Nunavut Housing Corporation, other landlords getting in the way of Starlink access
CBC
When Starlink's high-speed internet arrived in Nunavut people across the territory rejoiced, but some renters are now realizing the territory's largest landlords are obstructing access to the long-awaited service.
The Nunavut Housing Corporation (NHC) manages more than 1,700 government staff housing units and nearly 5,700 public housing units. Northview is a major residential landlord in Nunavut and the Northwest Territories. Neither landlord will let tenants install Starlink satellite dishes without permission, and neither has a policy yet for those dishes.
EPLS Group of Companies owns several properties in Rankin Inlet and Arviat in Nunavut and it's not allowing tenants to put up Starlink dishes right now.
Starlink is the low-Earth orbit satellite internet service operated by Elon Musk's spacecraft and rocket launch company, SpaceX.
It promises users in remote communities faster speeds and a terabyte of data for $140 CAD a month, plus $759 for the 30-by-51-centimetre dish, which users can install themselves.
Last month, Starlink announced it had expanded coverage to all of the three territories and Alaska.
In the North, where the internet can be notoriously slow and inconsistent, IT experts predict that Starlink and other low-Earth orbit internet providers will become increasingly popular.
Jonah McCavour, who lives in Nunavut government staff housing in Rankin Inlet, Nunavut, said internet in the community is "absolutely atrocious." It's slow and suffers from frequent outages.
McCavour called Starlink a "life-changing service for us in Nunavut," which will make it much easier for residents to run online businesses, do school online, and videoconference with healthcare providers in Iqaluit or the South.
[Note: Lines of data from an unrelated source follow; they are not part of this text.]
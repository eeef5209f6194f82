// LuCI HTTP client
//
// Wraps two `reqwest::Client`s (redirect-following and raw) over one cookie
// jar, owns the `sysauth` session and funnels every request through a single
// authenticated path with one re-login on 403. Login lives in `auth.rs`,
// mutations in `actions.rs`.

use std::fmt;
use std::sync::Arc;
use std::time::Duration;

use reqwest::cookie::Jar;
use reqwest::header::{ACCEPT, CONTENT_TYPE, COOKIE, ORIGIN, REFERER};
use reqwest::{Method, StatusCode};
use secrecy::SecretString;
use serde::Deserialize;
use strum::Display;
use tokio::sync::{Mutex, RwLock};
use tracing::debug;
use url::Url;

use crate::error::Error;
use crate::transport::TransportConfig;

/// Path prefix of every LuCI page.
pub const LUCI_PREFIX: &str = "/cgi-bin/luci";

pub(crate) const ACCEPT_HTML: &str =
    "text/html,application/xhtml+xml,application/xml;q=0.9,*/*;q=0.8";

/// Prefix a module-relative path with [`LUCI_PREFIX`].
pub fn luci_path(path: &str) -> String {
    if path.starts_with(LUCI_PREFIX) {
        path.to_owned()
    } else if path.starts_with('/') {
        format!("{LUCI_PREFIX}{path}")
    } else {
        format!("{LUCI_PREFIX}/{path}")
    }
}

// ── Session types ───────────────────────────────────────────────────

#[derive(Debug, Clone, Copy, PartialEq, Eq, Hash, Display, Deserialize)]
#[strum(serialize_all = "lowercase")]
#[serde(rename_all = "lowercase")]
pub enum Scheme {
    Http,
    Https,
}

impl Scheme {
    pub fn other(self) -> Self {
        match self {
            Self::Http => Self::Https,
            Self::Https => Self::Http,
        }
    }
}

/// A live `sysauth` session and the scheme it was issued on.
#[derive(Clone, PartialEq, Eq)]
pub struct AuthSession {
    pub(crate) cookie: String,
    pub(crate) scheme: Scheme,
}

impl AuthSession {
    pub fn scheme(&self) -> Scheme {
        self.scheme
    }
}

impl fmt::Debug for AuthSession {
    fn fmt(&self, f: &mut fmt::Formatter<'_>) -> fmt::Result {
        f.debug_struct("AuthSession")
            .field("cookie", &"[redacted]")
            .field("scheme", &self.scheme)
            .finish()
    }
}

/// Observable login state.
#[derive(Debug, Clone, Copy, PartialEq, Eq, Display)]
pub enum AuthState {
    Unauthenticated,
    Authenticating,
    Authenticated,
}

#[derive(Debug, Default)]
pub(crate) enum SessionState {
    #[default]
    Unauthenticated,
    Authenticating,
    Authenticated(AuthSession),
}

// ── Request plumbing ────────────────────────────────────────────────

/// Response body, sniffed by content type.
#[derive(Debug, Clone, PartialEq)]
pub enum Body {
    Json(serde_json::Value),
    Text(String),
}

impl Body {
    /// The body as text. JSON is re-serialized.
    pub fn into_text(self) -> String {
        match self {
            Self::Text(s) => s,
            Self::Json(v) => v.to_string(),
        }
    }
}

/// Request payload. Kept as pairs so a retry can rebuild it.
#[derive(Debug, Clone, Default)]
pub enum Payload {
    #[default]
    Empty,
    Form(Vec<(String, String)>),
    Multipart(Vec<(String, String)>),
}

#[derive(Debug, Clone)]
pub(crate) struct RequestOptions {
    pub follow_redirects: bool,
    pub xhr: bool,
    /// LuCI path sent as `Referer` (with a matching `Origin`).
    pub referer: Option<String>,
}

impl Default for RequestOptions {
    fn default() -> Self {
        Self {
            follow_redirects: true,
            xhr: false,
            referer: None,
        }
    }
}

/// Connection settings of one router.
#[derive(Debug, Clone)]
pub struct ClientConfig {
    /// `host`, `host:port`, or a URL whose scheme sets the preferred scheme.
    pub host: String,
    pub use_https: bool,
    pub username: String,
    pub password: SecretString,
    /// Upper bound for a service restart to report completion.
    pub service_restart_timeout: Duration,
}

impl ClientConfig {
    pub fn new(host: impl Into<String>, username: impl Into<String>, password: SecretString) -> Self {
        Self {
            host: host.into(),
            use_https: false,
            username: username.into(),
            password,
            service_restart_timeout: Duration::from_secs(35),
        }
    }
}

/// Split an optional `scheme://` prefix and any path off a host string.
fn split_host(raw: &str) -> (Option<Scheme>, String) {
    let raw = raw.trim();
    let (scheme, rest) = if let Some(rest) = raw.strip_prefix("https://") {
        (Some(Scheme::Https), rest)
    } else if let Some(rest) = raw.strip_prefix("http://") {
        (Some(Scheme::Http), rest)
    } else {
        (None, raw)
    };
    let host = rest.split('/').next().unwrap_or_default();
    (scheme, host.to_owned())
}

// ── Client ──────────────────────────────────────────────────────────

/// Async client for one router's LuCI web interface.
///
/// Requests are serialized by the caller; the session itself is safe to
/// share, and mutations take an internal lock so two of them never overlap.
pub struct LuciClient {
    pub(crate) http: reqwest::Client,
    pub(crate) http_no_redirect: reqwest::Client,
    pub(crate) jar: Option<Arc<Jar>>,
    host: String,
    preferred: Scheme,
    pub(crate) username: String,
    pub(crate) password: SecretString,
    pub(crate) state: RwLock<SessionState>,
    pub(crate) auth_lock: Mutex<()>,
    pub(crate) mutation_lock: Mutex<()>,
    pub(crate) service_restart_timeout: Duration,
    pub(crate) service_poll_interval: Duration,
}

impl LuciClient {
    /// Create a client from connection settings and a `TransportConfig`.
    ///
    /// A cookie jar is added when the transport has none; the login
    /// fallback reads it when `Set-Cookie` carries no session.
    pub fn new(config: ClientConfig, transport: &TransportConfig) -> Result<Self, Error> {
        let transport = if transport.cookie_jar.is_some() {
            transport.clone()
        } else {
            transport.clone().with_cookie_jar()
        };
        let http = transport.build_client()?;
        let http_no_redirect = transport.build_no_redirect_client()?;

        let (scheme, host) = split_host(&config.host);
        if host.is_empty() {
            return Err(Error::InvalidUrl(url::ParseError::EmptyHost));
        }
        let preferred = scheme.unwrap_or(if config.use_https {
            Scheme::Https
        } else {
            Scheme::Http
        });
        // reject hosts that cannot form a URL up front
        Url::parse(&format!("{preferred}://{host}"))?;

        Ok(Self {
            http,
            http_no_redirect,
            jar: transport.cookie_jar,
            host,
            preferred,
            username: config.username,
            password: config.password,
            state: RwLock::new(SessionState::Unauthenticated),
            auth_lock: Mutex::new(()),
            mutation_lock: Mutex::new(()),
            service_restart_timeout: config.service_restart_timeout,
            service_poll_interval: Duration::from_secs(1),
        })
    }

    /// Shorten the service restart poll period (tests, slow links).
    pub fn with_service_poll_interval(mut self, interval: Duration) -> Self {
        self.service_poll_interval = interval;
        self
    }

    /// Router host (with port, without scheme).
    pub fn host(&self) -> &str {
        &self.host
    }

    /// Scheme tried first on login.
    pub fn preferred_scheme(&self) -> Scheme {
        self.preferred
    }

    pub async fn auth_state(&self) -> AuthState {
        match &*self.state.read().await {
            SessionState::Unauthenticated => AuthState::Unauthenticated,
            SessionState::Authenticating => AuthState::Authenticating,
            SessionState::Authenticated(_) => AuthState::Authenticated,
        }
    }

    /// The current session, if logged in.
    pub async fn session(&self) -> Option<AuthSession> {
        match &*self.state.read().await {
            SessionState::Authenticated(s) => Some(s.clone()),
            _ => None,
        }
    }

    /// Forget the session. LuCI sessions expire server-side; no request is sent.
    pub async fn logout(&self) {
        *self.state.write().await = SessionState::Unauthenticated;
        debug!(host = %self.host, "session dropped");
    }

    // ── URL builders ─────────────────────────────────────────────────

    pub(crate) fn base_url(&self, scheme: Scheme) -> Result<Url, Error> {
        Ok(Url::parse(&format!("{scheme}://{}", self.host))?)
    }

    /// Schemes in login order.
    pub(crate) fn scheme_order(&self) -> [Scheme; 2] {
        [self.preferred, self.preferred.other()]
    }

    // ── Request helpers ──────────────────────────────────────────────

    /// Authenticated request returning the decoded body.
    ///
    /// Non-2xx responses other than an unrecoverable 403 read as an empty
    /// text body.
    pub async fn request(&self, method: Method, path: &str, payload: Payload) -> Result<Body, Error> {
        let resp = self
            .execute(method, path, &payload, &RequestOptions::default())
            .await?;
        read_body(resp).await
    }

    /// Authenticated GET returning the body as text.
    pub async fn get_text(&self, path: &str) -> Result<String, Error> {
        Ok(self
            .request(Method::GET, path, Payload::Empty)
            .await?
            .into_text())
    }

    /// Send with the session cookie; on 403 log in again and retry once.
    pub(crate) async fn execute(
        &self,
        method: Method,
        path: &str,
        payload: &Payload,
        opts: &RequestOptions,
    ) -> Result<reqwest::Response, Error> {
        let session = self.ensure_session().await?;
        let resp = self
            .send(&session, method.clone(), path, payload, opts)
            .await?;
        if resp.status() != StatusCode::FORBIDDEN {
            return Ok(resp);
        }

        debug!(path, "HTTP 403, re-authenticating");
        self.invalidate(&session).await;
        let session = self.ensure_session().await?;
        let resp = self.send(&session, method, path, payload, opts).await?;
        let status = resp.status();
        if status.is_client_error() || status.is_server_error() {
            return Err(Error::SessionRejected {
                status: status.as_u16(),
            });
        }
        Ok(resp)
    }

    async fn send(
        &self,
        session: &AuthSession,
        method: Method,
        path: &str,
        payload: &Payload,
        opts: &RequestOptions,
    ) -> Result<reqwest::Response, Error> {
        let base = self.base_url(session.scheme)?;
        let url = base.join(path)?;
        debug!("{} {}", method, url);

        let http = if opts.follow_redirects {
            &self.http
        } else {
            &self.http_no_redirect
        };
        let mut req = http
            .request(method, url)
            .header(ACCEPT, ACCEPT_HTML)
            .header(COOKIE, format!("sysauth={}", session.cookie));
        if opts.xhr {
            req = req.header("X-Requested-With", "XMLHttpRequest");
        }
        if let Some(ref referer) = opts.referer {
            req = req
                .header(REFERER, base.join(referer)?.as_str())
                .header(ORIGIN, base.origin().ascii_serialization());
        }
        req = match payload {
            Payload::Empty => req,
            Payload::Form(pairs) => req.form(pairs),
            Payload::Multipart(pairs) => req.multipart(multipart_form(pairs)),
        };

        req.send().await.map_err(Error::Transport)
    }

    /// The current session, logging in first when there is none.
    pub(crate) async fn ensure_session(&self) -> Result<AuthSession, Error> {
        if let Some(session) = self.session().await {
            return Ok(session);
        }
        let _guard = self.auth_lock.lock().await;
        // another caller may have logged in while we waited
        if let Some(session) = self.session().await {
            return Ok(session);
        }
        if self.login_locked().await {
            if let Some(session) = self.session().await {
                return Ok(session);
            }
        }
        Err(Error::Authentication {
            message: format!("no session cookie from {} over http or https", self.host),
        })
    }

    /// Drop `stale` unless someone already replaced it.
    async fn invalidate(&self, stale: &AuthSession) {
        let mut state = self.state.write().await;
        if matches!(&*state, SessionState::Authenticated(s) if s == stale) {
            *state = SessionState::Unauthenticated;
        }
    }
}

fn multipart_form(pairs: &[(String, String)]) -> reqwest::multipart::Form {
    pairs
        .iter()
        .fold(reqwest::multipart::Form::new(), |form, (k, v)| {
            form.text(k.clone(), v.clone())
        })
}

pub(crate) async fn read_body(resp: reqwest::Response) -> Result<Body, Error> {
    let status = resp.status();
    if !status.is_success() {
        debug!(status = %status, url = %resp.url(), "non-success response read as empty");
        return Ok(Body::Text(String::new()));
    }
    let is_json = resp
        .headers()
        .get(CONTENT_TYPE)
        .and_then(|v| v.to_str().ok())
        .is_some_and(|ct| ct.contains("application/json"));
    let text = resp.text().await.map_err(Error::Transport)?;
    if is_json {
        serde_json::from_str(&text)
            .map(Body::Json)
            .map_err(|e| Error::Deserialization {
                message: e.to_string(),
                body: text,
            })
    } else {
        Ok(Body::Text(text))
    }
}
"Access to high-speed internet in 2022 is absolutely a fundamental human right," he said.
It's also why he was so frustrated when his hopes of switching to Starlink were quashed.
His building's owner, EPLS, denied McCavour's request to put up a Starlink satellite dish, citing the provision of his lease agreement with NHC that states the tenant not make any "alterations or additions" to the premises.
Chief operating officer Derrick Webster confirmed that EPLS isn't letting tenants in its buildings install Starlink dishes yet.
Allowing one tenant to put up a dish opens the door to all tenants, and "allowing tenants to install their own equipment all over your building is very damaging to the envelope and creates a lot of other issues," he said.